Wrote API - broke XML (two)

The first MyWarehouse API appeared 10 years ago. All this time we have been working on existing versions of the API and developing new ones. And several versions of the API have already been buried.

There will be a lot of things in this article: how the API was created, why the cloud service needs it, what gives users, what rake we managed to step on and what we want to do next.

My name is Oleg Alekseev oalexeev, I am the technical director and co-founder of MoegoSklad.

Why make an API for a service

Our clients, and these are tens of thousands of entrepreneurs, actively use cloud solutions: banking, online stores, commodity accounting, CRM. Connected to one - and it's hard to stop. And now the fifth, eighth, tenth service makes the work of an entrepreneur easier, but users transfer data between these cloud services manually. Work turns into a nightmare.

The obvious solution is to allow users to transfer data between cloud services. For example, import and export data as files, which can then be uploaded to the desired service. Files are usually changed according to the format of each service. This is more or less simple manual work, but as the number of these services grows, it becomes more and more difficult to perform.

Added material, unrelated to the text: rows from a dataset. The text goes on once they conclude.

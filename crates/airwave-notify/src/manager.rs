use crate::config::NotifyConfig;
use crate::message::{NotifyChannel, NotifyLevel, NotifyMessage};
use crate::notifier::{Notifier, NotifyResult};
use crate::providers::{EmailNotifier, TelegramNotifier, WebhookNotifier};
use anyhow::Result;
use async_trait::async_trait;
use std::collections::HashMap;
use std::sync::Arc;
use tokio::sync::RwLock;
use tracing::{error, info, warn};

/// 通知管理器
///
/// 按渠道注册通知器，按最小级别过滤后广播。自身也实现 `Notifier`，
/// 采集循环只依赖 trait。
pub struct NotifyManager {
    notifiers: Arc<RwLock<HashMap<NotifyChannel, Arc<dyn Notifier>>>>,
    min_level: NotifyLevel,
}

impl NotifyManager {
    pub fn new(min_level: NotifyLevel) -> Self {
        Self {
            notifiers: Arc::new(RwLock::new(HashMap::new())),
            min_level,
        }
    }

    /// 根据 `[notify]` 配置注册全部渠道
    pub async fn from_config(config: &NotifyConfig) -> Self {
        let manager = Self::new(config.min_level);

        if let Some(telegram) = &config.telegram {
            manager
                .register(NotifyChannel::Telegram, Arc::new(TelegramNotifier::new(telegram.clone())))
                .await;
        }
        if let Some(webhook) = &config.webhook {
            manager
                .register(NotifyChannel::Webhook, Arc::new(WebhookNotifier::new(webhook.clone())))
                .await;
        }
        if let Some(email) = &config.email {
            manager
                .register(NotifyChannel::Email, Arc::new(EmailNotifier::new(email.clone())))
                .await;
        }

        if !config.has_providers() {
            warn!("No notification provider configured, alerts will only be logged");
        }

        manager
    }

    pub async fn register(&self, channel: NotifyChannel, notifier: Arc<dyn Notifier>) {
        let mut notifiers = self.notifiers.write().await;
        info!(notifier = notifier.name(), "Registered notifier");
        notifiers.insert(channel, notifier);
    }

    pub async fn channel_count(&self) -> usize {
        self.notifiers.read().await.len()
    }

    /// 发送到指定渠道
    pub async fn send_to(&self, channel: NotifyChannel, message: &NotifyMessage) -> Result<NotifyResult> {
        if !self.should_notify(message.level) {
            return Ok(NotifyResult::failure("below minimum level"));
        }

        let notifier = self.notifiers.read().await.get(&channel).cloned();
        match notifier {
            Some(notifier) if notifier.is_enabled() => Ok(deliver(notifier.as_ref(), message).await),
            _ => Ok(NotifyResult::failure(format!("channel {:?} not registered", channel))),
        }
    }

    /// 广播到全部渠道，任一渠道成功即视为成功
    pub async fn broadcast(&self, message: &NotifyMessage) -> Result<NotifyResult> {
        if !self.should_notify(message.level) {
            return Ok(NotifyResult::failure("below minimum level"));
        }

        let notifiers: Vec<Arc<dyn Notifier>> =
            self.notifiers.read().await.values().cloned().collect();

        if notifiers.is_empty() {
            warn!(title = %message.title, content = %message.content, "Alert not delivered, no notifier registered");
            return Ok(NotifyResult::failure("no notifier registered"));
        }

        let mut delivered = 0usize;
        for notifier in notifiers.iter().filter(|n| n.is_enabled()) {
            if deliver(notifier.as_ref(), message).await.success {
                delivered += 1;
            }
        }

        if delivered > 0 {
            Ok(NotifyResult::success())
        } else {
            Ok(NotifyResult::failure("all notifiers failed"))
        }
    }

    fn should_notify(&self, level: NotifyLevel) -> bool {
        level >= self.min_level
    }
}

async fn deliver(notifier: &dyn Notifier, message: &NotifyMessage) -> NotifyResult {
    match notifier.send(message).await {
        Ok(result) => {
            if result.success {
                info!(notifier = notifier.name(), title = %message.title, "Notification sent");
            } else {
                error!(notifier = notifier.name(), reason = %result.message, "Notification failed");
            }
            result
        }
        Err(e) => {
            error!(notifier = notifier.name(), error = %e, "Notification error");
            NotifyResult::failure(e.to_string())
        }
    }
}

impl Default for NotifyManager {
    fn default() -> Self {
        Self::new(NotifyLevel::Info)
    }
}

#[async_trait]
impl Notifier for NotifyManager {
    async fn send(&self, message: &NotifyMessage) -> Result<NotifyResult> {
        self.broadcast(message).await
    }

    fn name(&self) -> &str {
        "manager"
    }
}

#[cfg(test)]
mod tests {
    use super::*;
    use crate::notifier::MemoryNotifier;

    struct FailingNotifier;

    #[async_trait]
    impl Notifier for FailingNotifier {
        async fn send(&self, _message: &NotifyMessage) -> Result<NotifyResult> {
            anyhow::bail!("connection refused")
        }

        fn name(&self) -> &str {
            "failing"
        }
    }

    #[tokio::test]
    async fn test_min_level_filter() {
        let manager = NotifyManager::new(NotifyLevel::Warning);
        let memory = Arc::new(MemoryNotifier::new());
        manager.register(NotifyChannel::Memory, memory.clone()).await;

        let result = manager.broadcast(&NotifyMessage::info("Info", "ignored")).await.unwrap();
        assert!(!result.success);
        assert_eq!(memory.count(), 0);

        let result = manager.broadcast(&NotifyMessage::warning("Warn", "sent")).await.unwrap();
        assert!(result.success);
        assert_eq!(memory.count(), 1);
    }

    #[tokio::test]
    async fn test_broadcast_survives_failing_channel() {
        let manager = NotifyManager::default();
        let memory = Arc::new(MemoryNotifier::new());
        manager.register(NotifyChannel::Webhook, Arc::new(FailingNotifier)).await;
        manager.register(NotifyChannel::Memory, memory.clone()).await;

        let result = manager.send(&NotifyMessage::error("Stale", "no data")).await.unwrap();
        assert!(result.success);
        assert_eq!(memory.messages()[0].title, "Stale");
    }

    #[tokio::test]
    async fn test_send_to_unregistered_channel() {
        let manager = NotifyManager::default();
        let result = manager
            .send_to(NotifyChannel::Telegram, &NotifyMessage::error("x", "y"))
            .await
            .unwrap();
        assert!(!result.success);
    }

    #[tokio::test]
    async fn test_from_config_registers_providers() {
        let config: NotifyConfig = toml::from_str(
            r#"
[telegram]
bot_token = "t"
chat_id = "c"

[webhook]
url = "http://localhost:9/hook"
"#,
        )
        .unwrap();

        let manager = NotifyManager::from_config(&config).await;
        assert_eq!(manager.channel_count().await, 2);
    }
}
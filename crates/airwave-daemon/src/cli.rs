use airwave_config::DEFAULT_CONFIG_FILE;
use airwave_storage::BackendKind;
use clap::{Parser, Subcommand};
use std::path::PathBuf;

#[derive(Parser, Debug)]
#[command(author, version, about = "Airwave radio capture and archival")]
pub struct Cli {
    /// 配置文件路径
    #[arg(long, short, global = true, default_value = DEFAULT_CONFIG_FILE)]
    pub config: PathBuf,

    #[command(subcommand)]
    pub command: Command,
}

#[derive(Subcommand, Debug, PartialEq)]
pub enum Command {
    /// 采集直播分片，非直播时段每天压缩一次
    Ingest {
        /// 只运行指定频道，默认运行全部频道
        #[arg(long)]
        channel: Option<String>,
    },

    /// 立即压缩一个频道的热存储
    Compact {
        #[arg(long)]
        channel: String,
    },

    /// 按期望对象表同步目标存储层
    Reconcile {
        /// 默认使用 `[reconcile].destination`
        #[arg(long)]
        destination: Option<BackendKind>,
    },
}

#[cfg(test)]
mod tests {
    use super::*;

    #[test]
    fn test_parse_ingest() {
        let cli = Cli::parse_from(["airwave", "ingest"]);
        assert_eq!(cli.config, PathBuf::from("airwave.toml"));
        assert_eq!(cli.command, Command::Ingest { channel: None });
    }

    #[test]
    fn test_parse_compact_with_config() {
        let cli = Cli::parse_from(["airwave", "compact", "--channel", "vov1", "--config", "/etc/airwave.toml"]);
        assert_eq!(cli.config, PathBuf::from("/etc/airwave.toml"));
        assert_eq!(
            cli.command,
            Command::Compact {
                channel: "vov1".to_string()
            }
        );
    }

    #[test]
    fn test_parse_reconcile_destination() {
        let cli = Cli::parse_from(["airwave", "reconcile", "--destination", "cold_b"]);
        assert_eq!(
            cli.command,
            Command::Reconcile {
                destination: Some(BackendKind::ColdB)
            }
        );

        assert!(Cli::try_parse_from(["airwave", "reconcile", "--destination", "gcs"]).is_err());
    }

    #[test]
    fn test_compact_requires_channel() {
        assert!(Cli::try_parse_from(["airwave", "compact"]).is_err());
    }
}
use airwave_compaction::Compactor;
use airwave_config::AppConfig;
use airwave_ingest::{
    FfmpegTranscoder, HttpFetcher, IngestContext, PassthroughTranscoder, SegmentIngestor,
    Transcoder,
};
use airwave_notify::{Notifier, NotifyManager, NotifyMessage};
use airwave_reconcile::{ReconcileError, Reconciler, WantedStore};
use airwave_storage::{BackendKind, BackendRegistry};
use anyhow::{anyhow, bail, Result};
use std::sync::Arc;
use std::time::Duration;
use tokio::sync::watch;
use tokio::task::JoinSet;
use tracing::{error, info, warn};

/// 为每个频道启动采集循环，Ctrl-C 后等待全部退出
pub async fn ingest(config: &AppConfig, only: Option<&str>) -> Result<()> {
    let channels: Vec<_> = match only {
        Some(id) => vec![config
            .channel(id)
            .cloned()
            .ok_or_else(|| anyhow!("Channel {} is not configured", id))?],
        None => config.channels.clone(),
    };
    if channels.is_empty() {
        bail!("No channels configured");
    }

    let registry = BackendRegistry::from_config(&config.storage)?;
    let notifier = Arc::new(NotifyManager::from_config(&config.notify).await);
    let fetcher = Arc::new(HttpFetcher::new(
        Duration::from_secs(config.ingest.request_timeout_secs),
        config.ingest.accept_invalid_certs,
    )?);
    let transcoder: Arc<dyn Transcoder> = if config.ingest.transcode {
        Arc::new(FfmpegTranscoder::new(config.ingest.ffmpeg.clone()))
    } else {
        Arc::new(PassthroughTranscoder::new())
    };
    let compactor = Arc::new(Compactor::new(
        &registry,
        config.storage.bucket.clone(),
        config.compaction.clone(),
    )?);

    let ctx = IngestContext {
        bucket: config.storage.bucket.clone(),
        hot: registry.get(BackendKind::Hot)?,
        fetcher,
        transcoder,
        notifier,
        compactor: Some(compactor),
        state_dir: config.state_dir.clone(),
    };

    let (shutdown_tx, shutdown_rx) = watch::channel(false);
    let mut tasks = JoinSet::new();
    for channel in channels {
        let ingestor = SegmentIngestor::new(channel, config.ingest.clone(), ctx.clone()).await?;
        tasks.spawn(ingestor.run(shutdown_rx.clone()));
    }
    info!(channels = tasks.len(), "Ingest started");

    tokio::signal::ctrl_c().await?;
    info!("Shutdown requested, stopping ingest loops");
    let _ = shutdown_tx.send(true);

    while let Some(joined) = tasks.join_next().await {
        if let Err(e) = joined {
            error!(error = %e, "Ingest task aborted");
        }
    }

    info!("Ingest stopped");
    Ok(())
}

/// 立即压缩一个频道
pub async fn compact(config: &AppConfig, channel: &str) -> Result<()> {
    let schedule = config
        .channel(channel)
        .map(|c| c.schedule)
        .ok_or_else(|| anyhow!("Channel {} is not configured", channel))?;

    let registry = BackendRegistry::from_config(&config.storage)?;
    let compactor = Compactor::new(&registry, config.storage.bucket.clone(), config.compaction.clone())?;

    let report = compactor.compact(channel, &schedule).await?;
    info!(
        channel = %report.channel,
        archived = report.buckets_archived,
        skipped = report.buckets_skipped,
        failed = report.buckets_failed,
        segments_deleted = report.segments_deleted,
        garbage_deleted = report.garbage_deleted,
        duration_ms = report.duration_ms,
        "Compaction finished"
    );

    if report.buckets_failed > 0 {
        warn!(channel = %channel, failed = report.buckets_failed, "Some buckets failed and will be retried next run");
    }
    Ok(())
}

/// 同步目标存储层，超出预算时告警并返回错误
pub async fn reconcile(config: &AppConfig, destination: Option<BackendKind>) -> Result<()> {
    let destination = destination.unwrap_or(config.reconcile.destination);

    let registry = BackendRegistry::from_config(&config.storage)?;
    let store = WantedStore::connect(&config.reconcile.database_url).await?;
    let reconciler = Reconciler::new(
        registry,
        store,
        config.storage.bucket.clone(),
        config.reconcile.budget_bytes,
    );

    match reconciler.converge(destination).await {
        Ok(report) => {
            info!(
                destination = %report.destination,
                copied = report.copied,
                deleted = report.deleted,
                failed_copies = report.failed_copies,
                failed_deletes = report.failed_deletes,
                "Reconcile finished"
            );
            Ok(())
        }
        Err(e) => {
            if matches!(e, ReconcileError::BudgetExceeded { .. }) {
                let notifier = NotifyManager::from_config(&config.notify).await;
                let message = NotifyMessage::critical(format!("Airwave reconcile {}", destination), e.to_string())
                    .with_source("reconcile");
                if let Err(send_err) = notifier.send(&message).await {
                    warn!(error = %send_err, "Failed to send reconcile alert");
                }
            }
            Err(e.into())
        }
    }
}
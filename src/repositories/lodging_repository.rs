use sqlx::PgPool;

use crate::models::lodging::{Lodging, NewLodging};
use crate::utils::errors::AppError;

pub struct LodgingRepository {
    pool: PgPool,
}

impl LodgingRepository {
    pub fn new(pool: PgPool) -> Self {
        Self { pool }
    }

    pub async fn create(&self, trip_id: i64, lodging: NewLodging) -> Result<Lodging, AppError> {
        let created = sqlx::query_as::<_, Lodging>(
            r#"
            INSERT INTO lodgings (
                trip_id, destination, name, address,
                check_in_date, check_in_time, check_out_date, check_out_time,
                breakfast_included, confirmation_number, pin_code, check_in_number
            )
            VALUES ($1, $2, $3, $4, $5, $6, $7, $8, $9, $10, $11, $12)
            RETURNING *
            "#,
        )
        .bind(trip_id)
        .bind(lodging.destination)
        .bind(lodging.name)
        .bind(lodging.address)
        .bind(lodging.check_in_date)
        .bind(lodging.check_in_time)
        .bind(lodging.check_out_date)
        .bind(lodging.check_out_time)
        .bind(lodging.breakfast_included)
        .bind(lodging.confirmation_number)
        .bind(lodging.pin_code)
        .bind(lodging.check_in_number)
        .fetch_one(&self.pool)
        .await?;
        Ok(created)
    }

    pub async fn find_by_trip(&self, trip_id: i64) -> Result<Vec<Lodging>, AppError> {
        let lodgings = sqlx::query_as::<_, Lodging>(
            "SELECT * FROM lodgings WHERE trip_id = $1 ORDER BY check_in_date, check_in_time, id",
        )
        .bind(trip_id)
        .fetch_all(&self.pool)
        .await?;
        Ok(lodgings)
    }

    pub async fn update(&self, id: i64, lodging: NewLodging) -> Result<Option<Lodging>, AppError> {
        let updated = sqlx::query_as::<_, Lodging>(
            r#"
            UPDATE lodgings
            SET destination = $2, name = $3, address = $4,
                check_in_date = $5, check_in_time = $6, check_out_date = $7, check_out_time = $8,
                breakfast_included = $9, confirmation_number = $10, pin_code = $11, check_in_number = $12
            WHERE id = $1
            RETURNING *
            "#,
        )
        .bind(id)
        .bind(lodging.destination)
        .bind(lodging.name)
        .bind(lodging.address)
        .bind(lodging.check_in_date)
        .bind(lodging.check_in_time)
        .bind(lodging.check_out_date)
        .bind(lodging.check_out_time)
        .bind(lodging.breakfast_included)
        .bind(lodging.confirmation_number)
        .bind(lodging.pin_code)
        .bind(lodging.check_in_number)
        .fetch_optional(&self.pool)
        .await?;
        Ok(updated)
    }

    pub async fn delete(&self, id: i64) -> Result<bool, AppError> {
        let result = sqlx::query("DELETE FROM lodgings WHERE id = $1")
            .bind(id)
            .execute(&self.pool)
            .await?;
        Ok(result.rows_affected() > 0)
    }
}
//! DTOs de la API
//!
//! Requests validados con `validator` y responses serializados con `serde`.

use serde::Serialize;

pub mod activity_dto;
pub mod document_dto;
pub mod expense_dto;
pub mod lodging_dto;
pub mod stop_dto;
pub mod transport_dto;
pub mod trip_dto;

/// Envoltorio común de respuestas
#[derive(Debug, Serialize)]
pub struct ApiResponse<T> {
    pub success: bool,
    #[serde(skip_serializing_if = "Option::is_none")]
    pub message: Option<String>,
    #[serde(skip_serializing_if = "Option::is_none")]
    pub data: Option<T>,
}

impl<T> ApiResponse<T> {
    pub fn success(data: T) -> Self {
        Self {
            success: true,
            message: None,
            data: Some(data),
        }
    }

    pub fn success_with_message(data: T, message: String) -> Self {
        Self {
            success: true,
            message: Some(message),
            data: Some(data),
        }
    }
}

impl ApiResponse<()> {
    /// Respuesta sin datos, p. ej. `{"success": true}`
    pub fn ok() -> Self {
        Self {
            success: true,
            message: None,
            data: None,
        }
    }

    pub fn message(message: String) -> Self {
        Self {
            success: true,
            message: Some(message),
            data: None,
        }
    }
}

So the next step is the API. With it, the cloud service benefits from the fact that it links several services at one point. The emergence of such an ecosystem attracts new customers through additional opportunities. A product with new functionality becomes more profitable and useful.

If you create your own programming interfaces, this attracts third-party salesmen in the form of programmers who know about your product through the API. They start building solutions based on the proposed API and earn money by automating the tasks of their customers.

The accounting system of MoegoSklad is based on simple processes. The main thing is working with primary documents, the ability to carry out acceptance and shipment of goods, and receive reports for business based on primary documents. There is also data transfer, for example, to cloud accounting, and their receipt from banking systems or retail outlets. We also work with online stores: we receive information about products and send data on the balance.

Wrote API - broke XML (two)

The first API of MyWarehouse

Over the 10 years of MySklad's work with the API, we have acquired all sorts of integrations that allow us to exchange data, work with banks, make payments and use external telephony.

In the first year, we made it possible to upload any data in XML format. Then it was much clearer and more familiar to users to keep data offline, and not in some kind of cloud, and we gave it to them. Unloading was started by manual export from the interface. That is, the API could not yet be called.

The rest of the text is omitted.